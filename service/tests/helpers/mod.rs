//! Shared setup for integration tests

#![allow(dead_code)]

use biolink_toolkit::Toolkit;
use biolink_toolkit_core::ToolkitConfig;
use std::path::PathBuf;
use std::sync::Once;
use tracing_subscriber::EnvFilter;

static TRACING: Once = Once::new();

/// Install a test-writer subscriber honouring `RUST_LOG`
pub fn init_tracing() {
    TRACING.call_once(|| {
        let _ = tracing_subscriber::fmt()
            .with_env_filter(EnvFilter::from_default_env())
            .with_test_writer()
            .try_init();
    });
}

/// Path of a file under `tests/fixtures`
pub fn fixture(name: &str) -> PathBuf {
    PathBuf::from(env!("CARGO_MANIFEST_DIR"))
        .join("tests")
        .join("fixtures")
        .join(name)
}

/// Toolkit over the Biolink-shaped fixture with default configuration
pub fn biolink() -> Toolkit {
    init_tracing();
    Toolkit::from_file(fixture("biolink-model.yaml"), ToolkitConfig::default())
        .expect("fixture schema builds")
}

/// Owned strings for comparing against query results
pub fn strings(names: &[&str]) -> Vec<String> {
    names.iter().map(ToString::to_string).collect()
}
//! # Biolink Toolkit
//!
//! Queryable index over the Biolink model, or any schema shaped like it.
//!
//! Given an element name in any accepted spelling (case, underscores,
//! aliases, formatted `biolink:` names) the toolkit answers structural
//! questions about the model: ancestry and descendants over the is-a and
//! mixin DAG, parents and children, domains and ranges of slots with or
//! without inheritance, which slots apply to a class, and which elements map
//! to an external identifier.
//!
//! ## Layout
//!
//! - [`parser`]: reads schema documents (`YAML` or `JSON`) and merges their
//!   imports into one [`SchemaDefinition`](biolink_toolkit_core::SchemaDefinition)
//! - [`index`]: the immutable index built from a schema; every check runs
//!   at build time and all defects are reported together
//! - [`toolkit`]: the string-in, string-out query facade
//!
//! ## Quick Start
//!
//! ```rust,no_run
//! use biolink_toolkit::Toolkit;
//! use biolink_toolkit_core::ToolkitConfig;
//!
//! # fn example() -> biolink_toolkit_core::Result<()> {
//! let toolkit = Toolkit::from_file("biolink-model.yaml", ToolkitConfig::default())?;
//!
//! assert_eq!(toolkit.get_element("locus"), toolkit.get_element("gene"));
//! let domain = toolkit.get_slot_domain("treats", true, true);
//! let treats_genes = toolkit.get_all_predicates_with_class_range("gene", true, false);
//! # let _ = (domain, treats_genes);
//! # Ok(())
//! # }
//! ```
//!
//! ## Concurrency
//!
//! An index is built once and only read afterwards. [`Toolkit`] is a cheap
//! `Arc` handle that can be cloned into any number of threads; the only
//! shared mutable state is the descendant memo, a concurrent map.

#![forbid(unsafe_code)]
#![warn(missing_docs)]
#![warn(clippy::all, clippy::pedantic)]
#![allow(clippy::module_name_repetitions)]
#![allow(clippy::must_use_candidate)]
#![allow(clippy::missing_panics_doc)]
#![allow(clippy::doc_markdown)] // Biolink, LinkML are proper nouns

/// Schema document parsing and import resolution
pub mod parser;

/// The hierarchical schema index
pub mod index;

/// Query facade
pub mod toolkit;

pub use index::{ElementId, IndexStats, SchemaIndex};
pub use toolkit::Toolkit;

/// Prelude module for convenient imports
pub mod prelude {
    pub use crate::index::{ElementId, SchemaIndex};
    pub use crate::toolkit::Toolkit;
    pub use biolink_toolkit_core::prelude::*;
}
********
• **Exercise prompt**:
If a line in the records contains the word "clippy", copy it.

• **Task answer**:
#![warn(clippy::all, clippy::pedantic)]
#![allow(clippy::module_name_repetitions)]
#![allow(clippy::must_use_candidate)]
#![allow(clippy::missing_panics_doc)]
#![allow(clippy::doc_markdown)] // Biolink, LinkML are proper nouns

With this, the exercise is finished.